Yan-Chu Chen, Yun-Li Ma, Cheng-Hsiung Lin, Sin-Jhong Cheng, Wei-Lun Hsu, Eminy H.-Y. Lee

Abstract

Galectin-3, a member of the galectin protein family, has been found to regulate cell proliferation, inhibit apoptosis and promote inflammatory responses. Galectin-3 is also expressed in the adult rat hippocampus, but its role in learning and memory function is not known. Here, we found that contextual fear-conditioning training, spatial training or injection of NMDA into the rat CA1 area each dramatically decreased the level of endogenous galectin-3 expression. Overexpression of galectin-3 impaired fear memory, whereas galectin-3 knockout (KO) enhanced fear retention, spatial memory and hippocampal long-term potentiation. Galectin-3 was further found to associate with integrin α3, an association that was decreased after fear-conditioning training.
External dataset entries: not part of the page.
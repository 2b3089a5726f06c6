//! Configuration for imsight
//!
//! Loaded from TOML. Every field has a default, so a config file only
//! needs the values it changes. Command-line flags are applied on top.

use std::fs;
use std::path::{Path, PathBuf};

use imsight_io::{parse_delimiter, CsvOptions, DEFAULT_MISSING_TOKENS};
use imsight_plot::{get_colormap, ExportConfig, PlotConfig};
use imsight_stats::{
    OutlierConfig, DEFAULT_BINS, DEFAULT_FENCE_MULTIPLIER, DEFAULT_SKEW_THRESHOLD,
};
use serde::{Deserialize, Serialize};
use thiserror::Error;

/// Complete run configuration
#[derive(Debug, Clone, Default, PartialEq, Serialize, Deserialize)]
#[serde(default)]
pub struct ReportConfig {
    /// Where and how to read the dataset
    pub input: InputConfig,
    /// Thresholds for the statistical checks
    pub analysis: AnalysisConfig,
    /// Figure output
    pub plots: PlotsConfig,
}

/// Dataset input settings
#[derive(Debug, Clone, PartialEq, Serialize, Deserialize)]
#[serde(default)]
pub struct InputConfig {
    /// Path of the delimited text file
    pub path: PathBuf,
    /// Field delimiter, a single ASCII character (`\t` for tab)
    pub delimiter: String,
    /// Whether the first record names the columns
    pub has_header: bool,
    /// Cell values read as missing
    pub missing_tokens: Vec<String>,
}

impl Default for InputConfig {
    fn default() -> Self {
        Self {
            path: PathBuf::from("student-mat.csv"),
            delimiter: ";".to_string(),
            has_header: true,
            missing_tokens: DEFAULT_MISSING_TOKENS.iter().map(|s| s.to_string()).collect(),
        }
    }
}

/// Statistical check settings
#[derive(Debug, Clone, PartialEq, Serialize, Deserialize)]
#[serde(default)]
pub struct AnalysisConfig {
    /// IQR multiplier k for the outlier fences
    pub fence_multiplier: f64,
    /// Absolute skewness above which a column is flagged
    pub skew_threshold: f64,
    /// Rows shown in the preview section
    pub head_rows: usize,
}

impl Default for AnalysisConfig {
    fn default() -> Self {
        Self {
            fence_multiplier: DEFAULT_FENCE_MULTIPLIER,
            skew_threshold: DEFAULT_SKEW_THRESHOLD,
            head_rows: 5,
        }
    }
}

/// Figure settings
#[derive(Debug, Clone, PartialEq, Serialize, Deserialize)]
#[serde(default)]
pub struct PlotsConfig {
    /// Render figures at all
    pub enabled: bool,
    /// Directory the figures are written into
    pub output_dir: PathBuf,
    /// Bins per histogram
    pub histogram_bins: usize,
    /// Figure width in pixels
    pub width: u32,
    /// Figure height in pixels
    pub height: u32,
    /// Colormap for the correlation heatmap
    pub colormap: String,
}

impl Default for PlotsConfig {
    fn default() -> Self {
        let export = ExportConfig::default();
        Self {
            enabled: true,
            output_dir: PathBuf::from("plots"),
            histogram_bins: DEFAULT_BINS,
            width: export.width,
            height: export.height,
            colormap: "coolwarm".to_string(),
        }
    }
}

impl ReportConfig {
    /// Create a new configuration with defaults
    pub fn new() -> Self {
        Self::default()
    }

    /// Load configuration from a TOML string
    pub fn from_toml(toml_str: &str) -> Result<Self, ConfigError> {
        Ok(toml::from_str(toml_str)?)
    }

    /// Serialize configuration to TOML
    pub fn to_toml(&self) -> Result<String, ConfigError> {
        Ok(toml::to_string_pretty(self)?)
    }

    /// Load configuration from a TOML file
    pub fn load(path: &Path) -> Result<Self, ConfigError> {
        let text = fs::read_to_string(path).map_err(|source| ConfigError::Read {
            path: path.to_path_buf(),
            source,
        })?;
        Self::from_toml(&text)
    }

    /// Validate configuration values
    pub fn validate(&self) -> Result<(), ConfigError> {
        parse_delimiter(&self.input.delimiter)
            .map_err(|e| ConfigError::OutOfRange(e.to_string()))?;

        let k = self.analysis.fence_multiplier;
        if !k.is_finite() || k < 0.0 {
            return Err(ConfigError::OutOfRange(format!(
                "fence_multiplier must be a finite value >= 0, got {k}"
            )));
        }

        let t = self.analysis.skew_threshold;
        if !t.is_finite() || t < 0.0 {
            return Err(ConfigError::OutOfRange(format!(
                "skew_threshold must be a finite value >= 0, got {t}"
            )));
        }

        if self.plots.histogram_bins == 0 {
            return Err(ConfigError::OutOfRange(
                "histogram_bins must be positive".to_string(),
            ));
        }

        if self.plots.width == 0 || self.plots.height == 0 {
            return Err(ConfigError::OutOfRange(format!(
                "plot size must be positive, got {}x{}",
                self.plots.width, self.plots.height
            )));
        }

        if get_colormap(&self.plots.colormap).is_none() {
            return Err(ConfigError::UnknownColormap(self.plots.colormap.clone()));
        }

        Ok(())
    }

    /// Loader options for the input section
    pub fn csv_options(&self) -> Result<CsvOptions, ConfigError> {
        let delimiter = parse_delimiter(&self.input.delimiter)
            .map_err(|e| ConfigError::OutOfRange(e.to_string()))?;
        Ok(CsvOptions::default()
            .with_delimiter(delimiter)
            .with_header(self.input.has_header)
            .with_missing_tokens(self.input.missing_tokens.iter().cloned()))
    }

    /// Thresholds for the anomaly detector
    pub fn outlier_config(&self) -> OutlierConfig {
        OutlierConfig {
            fence_multiplier: self.analysis.fence_multiplier,
            skew_threshold: self.analysis.skew_threshold,
        }
    }

    /// Settings for the plot renderer
    pub fn plot_config(&self) -> PlotConfig {
        PlotConfig {
            export: ExportConfig::new(self.plots.width, self.plots.height),
            histogram_bins: self.plots.histogram_bins,
            colormap: self.plots.colormap.clone(),
        }
    }
}

/// Configuration error
#[derive(Debug, Error)]
pub enum ConfigError {
    /// Config file could not be read
    #[error("Cannot read config file {}: {source}", .path.display())]
    Read {
        path: PathBuf,
        #[source]
        source: std::io::Error,
    },

    /// Config file is not valid TOML for this schema
    #[error("Invalid config: {0}")]
    Parse(#[from] toml::de::Error),

    /// Config could not be serialized
    #[error("Cannot serialize config: {0}")]
    Serialize(#[from] toml::ser::Error),

    /// Value is out of valid range
    #[error("Value out of range: {0}")]
    OutOfRange(String),

    /// Colormap name is not a built-in
    #[error("Unknown colormap: {0}")]
    UnknownColormap(String),
}
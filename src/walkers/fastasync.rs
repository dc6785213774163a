use super::jobstack::JobStack;
use crate::errors::ChecksumError;
use crate::manifest::ChecksumManifest;
use crate::store::{ArrayStore, StoreEntry};
use crate::tree::ChecksumTree;
use log::{trace, warn};
use std::sync::Arc;
use tokio::sync::mpsc::channel;

/// Traverse & checksum an array store using a stack of jobs distributed over
/// multiple async tasks
///
/// The `workers` argument determines the number of worker tasks to spawn.
pub async fn fastasync_checksum(
    store: &ArrayStore,
    workers: usize,
) -> Result<ChecksumManifest, ChecksumError> {
    let stack = Arc::new(JobStack::new([StoreEntry::Directory(store.root())]));
    let (sender, mut receiver) = channel(64);
    for i in 0..workers {
        let stack = Arc::clone(&stack);
        let sender = sender.clone();
        tokio::spawn(async move {
            trace!("[{i}] Starting worker");
            for entry in stack.iter() {
                trace!("[{i}] Popped {:?} from stack", *entry);
                let output = match &*entry {
                    StoreEntry::Directory(d) => match d.entries_async().await {
                        Ok(children) => {
                            stack.extend(
                                children
                                    .into_iter()
                                    .inspect(|n| trace!("[{i}] Pushing {n:?} onto stack")),
                            );
                            None
                        }
                        Err(e) => Some(Err(e)),
                    },
                    StoreEntry::File(f) => Some(f.to_leaf_async().await),
                };
                if let Some(v) = output {
                    // If we've shut down, don't send anything except Errs
                    if v.is_err() || !stack.is_shutdown() {
                        if v.is_err() {
                            stack.shutdown();
                        }
                        trace!("[{i}] Sending {v:?} to output");
                        if sender.send(v).await.is_err() {
                            warn!("[{i}] Failed to send; exiting");
                            stack.shutdown();
                            return;
                        }
                    }
                }
            }
            trace!("[{i}] Ending worker");
        });
    }
    drop(sender);
    // Force the receiver to receive everything (rather than breaking out early
    // on an Err) in order to ensure that all workers run to completion
    let mut tree = ChecksumTree::new();
    let mut err: Option<ChecksumError> = None;
    while let Some(v) = receiver.recv().await {
        match v {
            Ok(leaf) => {
                if err.is_none() {
                    if let Err(e) = tree.add_leaf(leaf) {
                        stack.shutdown();
                        err = Some(e.into());
                    }
                }
            }
            Err(e) => {
                err.get_or_insert(e.into());
            }
        }
    }
    match err {
        Some(e) => Err(e),
        None => Ok(tree.into_manifest()?),
    }
}
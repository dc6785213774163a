use crate::digest::Digest;
use crate::tree::nodes::DirSummary;
use serde::{Deserialize, Serialize};
use std::fmt;

/// Version of the canonical serialization layout documented in the
/// `tree::canon` module
///
/// Any change to the canonical layout or the digest function alters every
/// directory digest, so such changes must bump this constant.
pub const FORMAT_VERSION: u32 = 1;

/// The final artifact of checksumming a tree: the root digest plus aggregate
/// totals, tagged with the serialization format version
///
/// A manifest is a snapshot; it is never updated in place.  Two manifests
/// describe the same content state iff all four fields are equal.
#[derive(Clone, Copy, Debug, Deserialize, Eq, Hash, PartialEq, Serialize)]
pub struct ChecksumManifest {
    pub root_digest: Digest,
    pub total_size: u64,
    pub total_count: u64,
    pub format_version: u32,
}

impl ChecksumManifest {
    pub(crate) fn from_summary(summary: &DirSummary) -> ChecksumManifest {
        ChecksumManifest {
            root_digest: summary.digest,
            total_size: summary.size,
            total_count: summary.file_count,
            format_version: FORMAT_VERSION,
        }
    }

    /// Serialize to the persisted sidecar form, a single JSON record
    pub fn to_json(&self) -> Result<String, serde_json::Error> {
        serde_json::to_string(self)
    }

    /// Parse a manifest previously produced by [`to_json()`][Self::to_json]
    pub fn from_json(s: &str) -> Result<ChecksumManifest, serde_json::Error> {
        serde_json::from_str(s)
    }
}

/// Displays in the aggregate form `<hex digest>-<file count>--<total size>`
impl fmt::Display for ChecksumManifest {
    fn fmt(&self, f: &mut fmt::Formatter<'_>) -> fmt::Result {
        write!(
            f,
            "{}-{}--{}",
            self.root_digest, self.total_count, self.total_size
        )
    }
}
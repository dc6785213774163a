use crate::errors::{ChecksumError, SourceError};
use crate::manifest::ChecksumManifest;
use crate::source::{LeafRecord, LeafSource};
use crate::store::{ArrayStore, Entries, StoreEntry};
use crate::tree::try_compile_manifest;

/// Traverse an array store depth-first on the calling thread and checksum
/// every leaf as it is encountered
pub fn depth_first_checksum(store: &ArrayStore) -> Result<ChecksumManifest, ChecksumError> {
    try_compile_manifest(depth_first_leaves(store)?)
}

/// Return an iterator over every leaf record in the store, digesting files
/// lazily in depth-first order
///
/// After the iterator yields its first `Err`, it yields nothing further;
/// a partial enumeration must not be mistaken for a complete one.
pub fn depth_first_leaves(store: &ArrayStore) -> Result<DepthFirstLeaves, SourceError> {
    Ok(DepthFirstLeaves {
        dirstack: vec![store.root().entries()?],
        failed: false,
    })
}

/// Iterator returned by [`depth_first_leaves()`]
#[derive(Debug)]
pub struct DepthFirstLeaves {
    dirstack: Vec<Entries>,
    failed: bool,
}

impl Iterator for DepthFirstLeaves {
    type Item = Result<LeafRecord, SourceError>;

    fn next(&mut self) -> Option<Self::Item> {
        if self.failed {
            return None;
        }
        loop {
            let topdir = self.dirstack.last_mut()?;
            match topdir.next() {
                Some(Ok(StoreEntry::Directory(d))) => match d.entries() {
                    Ok(entries) => self.dirstack.push(entries),
                    Err(e) => {
                        self.failed = true;
                        return Some(Err(e));
                    }
                },
                Some(Ok(StoreEntry::File(f))) => {
                    let leaf = f.to_leaf();
                    self.failed = leaf.is_err();
                    return Some(leaf);
                }
                Some(Err(e)) => {
                    self.failed = true;
                    return Some(Err(e));
                }
                None => {
                    self.dirstack.pop();
                }
            }
        }
    }
}

impl LeafSource for ArrayStore {
    type Iter = DepthFirstLeaves;

    fn list(&self) -> Result<DepthFirstLeaves, SourceError> {
        depth_first_leaves(self)
    }
}
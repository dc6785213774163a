use super::jobstack::JobStack;
use crate::errors::ChecksumError;
use crate::manifest::ChecksumManifest;
use crate::store::{ArrayStore, StoreEntry};
use crate::tree::ChecksumTree;
use log::{trace, warn};
use std::num::NonZeroUsize;
use std::sync::mpsc::channel;

/// Traverse & checksum an array store using a stack of jobs distributed over
/// multiple threads
///
/// The `threads` argument determines the number of worker threads to use.
///
/// This builds an in-memory tree of all leaf records for computing the
/// final manifest.
pub fn fastio_checksum(
    store: &ArrayStore,
    threads: NonZeroUsize,
) -> Result<ChecksumManifest, ChecksumError> {
    let stack = JobStack::new([StoreEntry::Directory(store.root())]);
    let (sender, receiver) = channel();
    crossbeam_utils::thread::scope(|scope| {
        for thread_no in 0..threads.get() {
            let stack = &stack;
            let sender = sender.clone();
            scope.spawn(move |_| {
                trace!("[{thread_no}] Starting worker");
                for entry in stack.iter() {
                    trace!("[{thread_no}] Popped {:?} from stack", *entry);
                    let output = match &*entry {
                        StoreEntry::Directory(d) => match d
                            .entries()
                            .and_then(Iterator::collect::<Result<Vec<_>, _>>)
                        {
                            Ok(children) => {
                                stack.extend(children);
                                None
                            }
                            Err(e) => Some(Err(e)),
                        },
                        StoreEntry::File(f) => Some(f.to_leaf()),
                    };
                    if let Some(v) = output {
                        // If we've shut down, don't send anything except Errs
                        if v.is_err() || !stack.is_shutdown() {
                            if v.is_err() {
                                stack.shutdown();
                            }
                            if sender.send(v).is_err() {
                                warn!("[{thread_no}] Failed to send; exiting");
                                stack.shutdown();
                                return;
                            }
                        }
                    }
                }
                trace!("[{thread_no}] Ending worker");
            });
        }
        drop(sender);
        // Force the receiver to receive everything (rather than breaking out
        // early on an Err) in order to ensure that all threads run to
        // completion
        let mut tree = ChecksumTree::new();
        let mut err: Option<ChecksumError> = None;
        for v in receiver {
            match v {
                Ok(leaf) => {
                    if err.is_none() {
                        if let Err(e) = tree.add_leaf(leaf) {
                            stack.shutdown();
                            err = Some(e.into());
                        }
                    }
                }
                Err(e) => {
                    err.get_or_insert(e.into());
                }
            }
        }
        match err {
            Some(e) => Err(e),
            None => Ok(tree.into_manifest()?),
        }
    })
    .expect("Worker threads should not panic")
}
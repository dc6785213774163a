//! Traversal strategies for checksumming a local array store
//!
//! Each checksumming function returns either `Ok(ChecksumManifest)`,
//! containing the checksum manifest for the given store, or
//! `Err(ChecksumError)`.  A [`TreeError`][crate::errors::TreeError] inside
//! the latter indicates a bug in the traversal function.
//!
//! All strategies yield the same manifest for the same store; they differ
//! only in how leaves are enumerated and digested.
mod depth_first;
mod fastasync;
mod fastio;
mod jobstack;
pub use depth_first::*;
pub use fastasync::*;
pub use fastio::*;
Transfection of the rat CA1 area with small interfering RNA against galectin-3 facilitated fear memory and increased phosphorylated focal adhesion kinase (FAK) levels, effects that were blocked by co-transfection of the FAK phosphorylation-defective mutant Flag-FAKY397F. Notably, levels of serine-phosphorylated galectin-3 were decreased by fear conditioning training. In addition, blockade of galectin-3 phosphorylation at Ser-6 facilitated fear memory, whereas constitutive activation of galectin-3 at Ser-6 impaired fear memory. Interestingly galectin-1 plays a role in fear-memory formation similar to that of galectin-3. Collectively, our data provide the first demonstration that galectin-3 is a novel negative regulator of memory formation that exerts its effects through both extracellular and intracellular mechanisms.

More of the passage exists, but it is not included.